PC: We’ve got a two-phase implementation — our first phase is replacing and implementing the EMR across all of our hospital clinics, faculty group practice and our voluntary physicians. We are probably one of the only hospitals in the city that actually announced the program to our voluntary community under Stark that we are going to roll out Epic to them at a very, very discounted price. The price per doc is … let’s just say it’s better than Sam’s Club. So, we know that’s one benchmark, and we’re cheaper than Sam’s Club. We give them more than what they’re going to get with Sam’s Club because they’re getting the Epic system, they’re getting the practice management system as well as the EMR. That’s Phase 1.

Plus, in Phase 1, we’re redoing our whole revenue cycle component, and it’s not just billing that we’re talking about; it’s patient access, registration and scheduling across all of our hospital, inpatient and outpatient. Everyone is going to be on the same platform that our faculty group practice docs are on, that our voluntary docs are on, that our clinic is on. Unless you’re able to identify the patient securely and accurately, the aggregating data is not going to work because you’re still going to aggregate in silos, and then you’re going to have to connect the silos through some other record locating or matching algorithm, which is not perfect.
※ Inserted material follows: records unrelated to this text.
//! Item materializer: turn a collected handle into a typed record
//!
//! Fields are read through `Locator::text`, so a missing field folds to its
//! default instead of failing the item. Only opening the item (the click)
//! can abort it.

use crate::config::HarvestConfig;
use crate::records::{Fingerprint, ItemHandle, PlaceRecord, ReviewRecord};
use crate::selectors::{FieldSelectors, MapsSelectors};
use mapharvest_core::{
    ElementRef, Error, Locator, Lookup, Renderer, Result, Scope, SelectorSet, WaitMode,
};
use std::collections::HashSet;
use tracing::{debug, info, warn};

pub const UNKNOWN_RATING: &str = "Unknown";

/// Open a place from the results list and read its detail panel.
pub fn materialize_place(
    renderer: &mut dyn Renderer,
    handle: &ItemHandle,
    selectors: &MapsSelectors,
    config: &HarvestConfig,
) -> Result<PlaceRecord> {
    open_place(renderer, handle.element, config)?;

    let shown = Locator::new(selectors.place_title.clone())
        .mode(WaitMode::Visible)
        .timeout(config.detail_timeout)
        .find(renderer);
    let title = match shown {
        Ok(Some(_)) => opened_title(renderer, handle, &selectors.place_title),
        _ => None,
    };
    if title.is_none() {
        debug!(key = %handle.key, "detail title not visible, continuing after grace pause");
        renderer.pause(config.detail_grace);
    }

    let root = title.and_then(|title| {
        Locator::new(selectors.detail_root.clone())
            .within(title)
            .find(renderer)
            .unwrap_or_else(|err| {
                debug!(%err, "detail root lookup failed");
                None
            })
    });
    let fields = DetailFields { root };

    let name = fields
        .read(renderer, &selectors.place_title, &selectors.place_title)
        .unwrap_or_else(|| handle.label.clone());
    let category = fields.field(renderer, &selectors.category);
    let address = fields.field(renderer, &selectors.address);
    let phone = fields.field(renderer, &selectors.phone);

    let mut record = PlaceRecord::from_link(name, handle.key.clone());
    record.category = category;
    record.address = address;
    record.phone = phone;
    info!(
        name = %record.name,
        category = %record.category,
        phone = %record.phone,
        scoped = root.is_some(),
        "place extracted"
    );
    Ok(record)
}

/// Title of the panel just opened: the visible one reading the item's label,
/// else the last visible one. An older panel may still be mounted.
fn opened_title(
    renderer: &mut dyn Renderer,
    handle: &ItemHandle,
    titles: &SelectorSet,
) -> Option<ElementRef> {
    let label = handle.label.trim().to_lowercase();
    for selector in titles.iter() {
        let visible: Vec<ElementRef> = match renderer.find_all(Scope::Page, selector) {
            Ok(found) => found
                .into_iter()
                .filter(|e| renderer.is_visible(*e).unwrap_or(false))
                .collect(),
            Err(err) => {
                debug!(%selector, %err, "title lookup failed");
                continue;
            }
        };
        let labelled = visible.iter().copied().find(|e| {
            !label.is_empty()
                && renderer
                    .read_text(*e)
                    .map_or(false, |text| text.trim().to_lowercase() == label)
        });
        if let Some(title) = labelled.or_else(|| visible.last().copied()) {
            return Some(title);
        }
    }
    None
}

/// Script click first, direct click as fallback.
fn open_place(
    renderer: &mut dyn Renderer,
    element: ElementRef,
    config: &HarvestConfig,
) -> Result<()> {
    let scripted = renderer.scroll_into_view(element).and_then(|()| {
        renderer.pause(config.click_settle);
        renderer.click_script(element)
    });
    let script_err = match scripted {
        Ok(()) => return Ok(()),
        Err(err) => err,
    };
    debug!(%element, err = %script_err, "script click failed, trying direct click");
    renderer.click_direct(element).map_err(|direct_err| {
        Error::action_failed(
            "open place",
            &format!("script: {}; direct: {}", script_err.message, direct_err.message),
        )
    })
}

/// Lookups scoped to the detail panel, or page-wide when it was not found.
struct DetailFields {
    root: Option<ElementRef>,
}

impl DetailFields {
    fn field(&self, renderer: &mut dyn Renderer, field: &FieldSelectors) -> String {
        self.read(renderer, &field.scoped, &field.page)
            .unwrap_or_default()
    }

    fn read(
        &self,
        renderer: &mut dyn Renderer,
        scoped: &SelectorSet,
        page: &SelectorSet,
    ) -> Option<String> {
        let (selectors, scope) = match self.root {
            Some(root) => (scoped, Scope::Within(root)),
            None => (page, Scope::Page),
        };
        let lookup = Locator::new(selectors.clone()).scope(scope).text(renderer);
        if let Lookup::NotFound = lookup {
            debug!(%selectors, "field not found");
        }
        lookup.found()
    }
}

/// Review extraction for one place, deduplicating by content fingerprint.
#[derive(Debug, Clone)]
pub struct ReviewSession {
    place_name: String,
    seen: HashSet<Fingerprint>,
}

impl ReviewSession {
    pub fn new(place_name: impl Into<String>) -> Self {
        Self {
            place_name: place_name.into(),
            seen: HashSet::new(),
        }
    }

    pub fn place_name(&self) -> &str {
        &self.place_name
    }

    pub fn seen(&self) -> usize {
        self.seen.len()
    }

    /// `None` when the container has no username or text, or repeats a seen review.
    pub fn materialize(
        &mut self,
        renderer: &mut dyn Renderer,
        container: ElementRef,
        selectors: &MapsSelectors,
        config: &HarvestConfig,
    ) -> Option<ReviewRecord> {
        let username = Locator::new(selectors.review_username.clone())
            .within(container)
            .text(renderer)
            .unwrap_or_default();
        let rating = Locator::new(selectors.review_rating.clone())
            .within(container)
            .attribute(renderer, "aria-label")
            .map(|label| leading_token(&label))
            .found()
            .flatten()
            .unwrap_or_else(|| UNKNOWN_RATING.to_string());

        expand(renderer, container, &selectors.review_expand, config);

        let review = Locator::new(selectors.review_text.clone())
            .within(container)
            .text(renderer)
            .unwrap_or_default();

        if username.is_empty() || review.is_empty() {
            debug!(%container, "review without username or text skipped");
            return None;
        }
        if !self.seen.insert(Fingerprint::of(&username, &review)) {
            debug!(%username, "duplicate review skipped");
            return None;
        }
        Some(ReviewRecord {
            place_name: self.place_name.clone(),
            username,
            rating,
            review,
        })
    }
}

fn leading_token(label: &str) -> Option<String> {
    label.split_whitespace().next().map(str::to_string)
}

fn expand(
    renderer: &mut dyn Renderer,
    container: ElementRef,
    button: &SelectorSet,
    config: &HarvestConfig,
) {
    let found = Locator::new(button.clone())
        .within(container)
        .mode(WaitMode::Visible)
        .find(renderer);
    let button = match found {
        Ok(Some(button)) => button,
        Ok(None) => return,
        Err(err) => {
            debug!(%err, "expand button lookup failed");
            return;
        }
    };
    let clicked = renderer.scroll_into_view(button).and_then(|()| {
        renderer.pause(config.click_settle);
        renderer.click_script(button)
    });
    match clicked {
        Ok(()) => renderer.pause(config.expand_settle),
        Err(err) => warn!(%err, "could not expand review text"),
    }
}

#[cfg(test)]
mod tests {
    use super::*;
    use crate::collector::{attribute_key, Collector};
    use crate::sim::{places_page, reviews_page, NodeSpec, SimPage, SimPlace, SimReview, DETAIL};

    fn place_handles(page: &mut SimPage, selectors: &MapsSelectors) -> Vec<ItemHandle> {
        let config = HarvestConfig::instant();
        let container = page.container();
        let mut collector = Collector::new(
            container,
            &selectors.place_anchor,
            &config.list_scroll,
            attribute_key("href"),
        )
        .labelled_by("aria-label");
        collector.run(page);
        collector.handles(page).unwrap()
    }

    fn review_containers(page: &mut SimPage) -> Vec<ElementRef> {
        let selectors = MapsSelectors::default();
        let container = page.container();
        page.find_all(Scope::Within(container), &selectors.review_container)
            .unwrap()
    }

    #[test]
    fn place_fields_come_from_detail_panel() {
        let selectors = MapsSelectors::default();
        let places = vec![SimPlace::new(
            "Bakso President",
            "https://www.google.com/maps/place/Bakso/data=!3d-7.98!4d112.63",
        )];
        let mut page = places_page(&places, &[1]);
        let handles = place_handles(&mut page, &selectors);
        let record =
            materialize_place(&mut page, &handles[0], &selectors, &HarvestConfig::instant())
                .unwrap();
        assert_eq!(record.name, "Bakso President");
        assert_eq!(record.category, "Restoran");
        assert_eq!(record.address, "Jl. Bakso President No. 1, Malang");
        assert_eq!(record.phone, "0341 123456");
        assert_eq!(record.latitude, Some(-7.98));
        assert_eq!(record.longitude, Some(112.63));
        assert!(page.log().iter().any(|e| e.starts_with("click_script")));
    }

    #[test]
    fn missing_address_keeps_the_record() {
        let selectors = MapsSelectors::default();
        let mut place = SimPlace::new("Warung Sari", "https://maps/place/warung");
        place.address = None;
        let mut page = places_page(&[place], &[1]);
        let handles = place_handles(&mut page, &selectors);
        let record =
            materialize_place(&mut page, &handles[0], &selectors, &HarvestConfig::instant())
                .unwrap();
        assert_eq!(record.name, "Warung Sari");
        assert_eq!(record.address, "");
        assert_eq!(record.latitude, None);
    }

    #[test]
    fn untitled_panel_falls_back_to_page_lookups_and_label() {
        let selectors = MapsSelectors::default();
        let mut place = SimPlace::new("Kopi Tuku", "https://maps/place/kopi");
        place.untitled = true;
        let mut page = places_page(&[place], &[1]);
        let handles = place_handles(&mut page, &selectors);
        let record =
            materialize_place(&mut page, &handles[0], &selectors, &HarvestConfig::instant())
                .unwrap();
        assert_eq!(record.name, "Kopi Tuku");
        assert_eq!(record.category, "");
        assert_eq!(record.address, "");
    }

    #[test]
    fn leftover_panel_does_not_leak_into_the_opened_place() {
        let selectors = MapsSelectors::default();
        let place = SimPlace::new("Bakso Baru", "https://maps/place/bakso-baru");
        let mut page = places_page(&[place], &[1]);
        page.mount(
            None,
            DETAIL,
            NodeSpec::new()
                .child(
                    &selectors.place_title.variants[0].expr,
                    NodeSpec::new().text("Warung Lama"),
                )
                .child(
                    &selectors.address.scoped.variants[0].expr,
                    NodeSpec::new().text("Jl. Lama 9"),
                ),
        );
        let handles = place_handles(&mut page, &selectors);
        let record =
            materialize_place(&mut page, &handles[0], &selectors, &HarvestConfig::instant())
                .unwrap();
        assert_eq!(record.name, "Bakso Baru");
        assert_eq!(record.address, "Jl. Bakso Baru No. 1, Malang");
    }

    #[test]
    fn place_without_phone_reads_no_phone_from_other_rows() {
        let selectors = MapsSelectors::default();
        let mut place = SimPlace::new("Warung Sari", "https://maps/place/warung");
        place.phone = None;
        place.extra_rows = vec![(
            "div.Io6YTe.fontBodyMedium.kR99db".to_string(),
            "Jl. Ijen 5, Malang".to_string(),
        )];
        let mut page = places_page(&[place], &[1]);
        let handles = place_handles(&mut page, &selectors);
        let record =
            materialize_place(&mut page, &handles[0], &selectors, &HarvestConfig::instant())
                .unwrap();
        assert_eq!(record.phone, "");
        assert_eq!(record.address, "Jl. Warung Sari No. 1, Malang");
    }

    #[test]
    fn unclickable_place_aborts_only_that_item() {
        let selectors = MapsSelectors::default();
        let mut place = SimPlace::new("Tutup", "https://maps/place/tutup");
        place.unclickable = true;
        let mut page = places_page(&[place], &[1]);
        let handles = place_handles(&mut page, &selectors);
        let err = materialize_place(&mut page, &handles[0], &selectors, &HarvestConfig::instant())
            .unwrap_err();
        assert_eq!(err.code, mapharvest_core::ErrorCode::ActionFailed);
    }

    #[test]
    fn same_review_twice_yields_one_record() {
        let selectors = MapsSelectors::default();
        let text = format!("{} lalu pulang", "Baksonya enak sekali ".repeat(6));
        let mut second = text.clone();
        second.push_str(" dan kembali lagi");
        let reviews = vec![
            SimReview::new("r1", "Budi", &text),
            SimReview::new("r2", "Budi", &second),
        ];
        let mut page = reviews_page("Bakso President", vec![reviews]);
        let mut session = ReviewSession::new("Bakso President");
        let config = HarvestConfig::instant();
        let records: Vec<ReviewRecord> = review_containers(&mut page)
            .into_iter()
            .filter_map(|c| session.materialize(&mut page, c, &selectors, &config))
            .collect();
        assert_eq!(records.len(), 1);
        assert_eq!(records[0].username, "Budi");
        assert_eq!(records[0].rating, "5");
        assert_eq!(session.seen(), 1);
    }

    #[test]
    fn expand_reveals_full_text_and_missing_stars_are_unknown() {
        let selectors = MapsSelectors::default();
        let mut review = SimReview::new("r1", "Sari", "Tempatnya nyaman ...");
        review.full_text = Some("Tempatnya nyaman dan bersih, harga terjangkau".into());
        review.stars = None;
        let mut page = reviews_page("Kopi", vec![vec![review]]);
        let mut session = ReviewSession::new("Kopi");
        let container = review_containers(&mut page)[0];
        let record = session
            .materialize(&mut page, container, &selectors, &HarvestConfig::instant())
            .unwrap();
        assert_eq!(record.review, "Tempatnya nyaman dan bersih, harga terjangkau");
        assert_eq!(record.rating, UNKNOWN_RATING);
    }

    #[test]
    fn empty_username_or_text_is_dropped() {
        let selectors = MapsSelectors::default();
        let reviews = vec![
            SimReview::new("r1", "", "enak"),
            SimReview::new("r2", "Budi", "   "),
        ];
        let mut page = reviews_page("Kopi", vec![reviews]);
        let mut session = ReviewSession::new("Kopi");
        let config = HarvestConfig::instant();
        for container in review_containers(&mut page) {
            assert!(session
                .materialize(&mut page, container, &selectors, &config)
                .is_none());
        }
        assert_eq!(session.seen(), 0);
    }

    #[test]
    fn leading_token_of_star_label() {
        assert_eq!(leading_token(" 4 bintang "), Some("4".to_string()));
        assert_eq!(leading_token(""), None);
    }
}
We’re trying to get this upfront. At the front door, we need — within the NYU network of clinical care, which includes our voluntaries — to be able to have our patient access solution, which includes a patient personal health record called My Chart, across all of our community. With that, clinical data can be viewed across all of those practices, that’s Phase 1.

Phase 2 would be to replace our inpatient clinical system, Eclipsys, with Epic, so that the coordination of care from our inpatient setting to our ambulatory setting to our voluntary settings to our faculty group practice is all on one consistent platform that will improve the coordination of care amongst the NYU network. We are also the only certified inpatient hospital system by the State of New York, Department of Health State of New York to be compliant with SHINNY (State Health Information Network of New York). We just went through a CON process that included a very rigorous assessment and requirements process so that the Epic system that we are implementing is, in fact, contractually bound to be compliant with the SHINNY.

We’re not only trying to engage all of the NYU network, including our voluntary community, we’re going to connect that to the State Health Information Network. I happen to be the chair of the NYCLIX Technical Committee, and we’re already connected to NYCLIX. We are currently exchanging clinical information in an ED setting under all of the stringent consent process and forms. We were one of the first to do it, we’re doing it with St. Vincent’s, we’re doing it with NYU, with Visiting Nurse Service, with Mount Sinai, with Presby (New York Presbyterian) — we’re all part of this network, we’re the only ones actually using it in the ED. We’re leading the way on that.

We’re connected to the regional health information network, which is NYCLIX, we’re connecting to SHINNY, which is the state network, and we’re also connected through those mechanisms to the National Health Information Network. NYCLIX itself had done demonstration projects between state RHIOs, so we did a demonstration where we’re exchanging clinical data between NYCLIX and LIPIX, which is the Long Island Health Information network, and that was a successful demonstration project. We also participated in the National Health Information demonstration project where we exchanged data with North Beach, Calif., and Indiana.

We’re very, very much involved. NYU leads and supports interoperability, integration. Moving these technologies out to the community with voluntaries is really part of our leadership role, in trying to advance healthcare by the use of technology. But so we’re very active with that.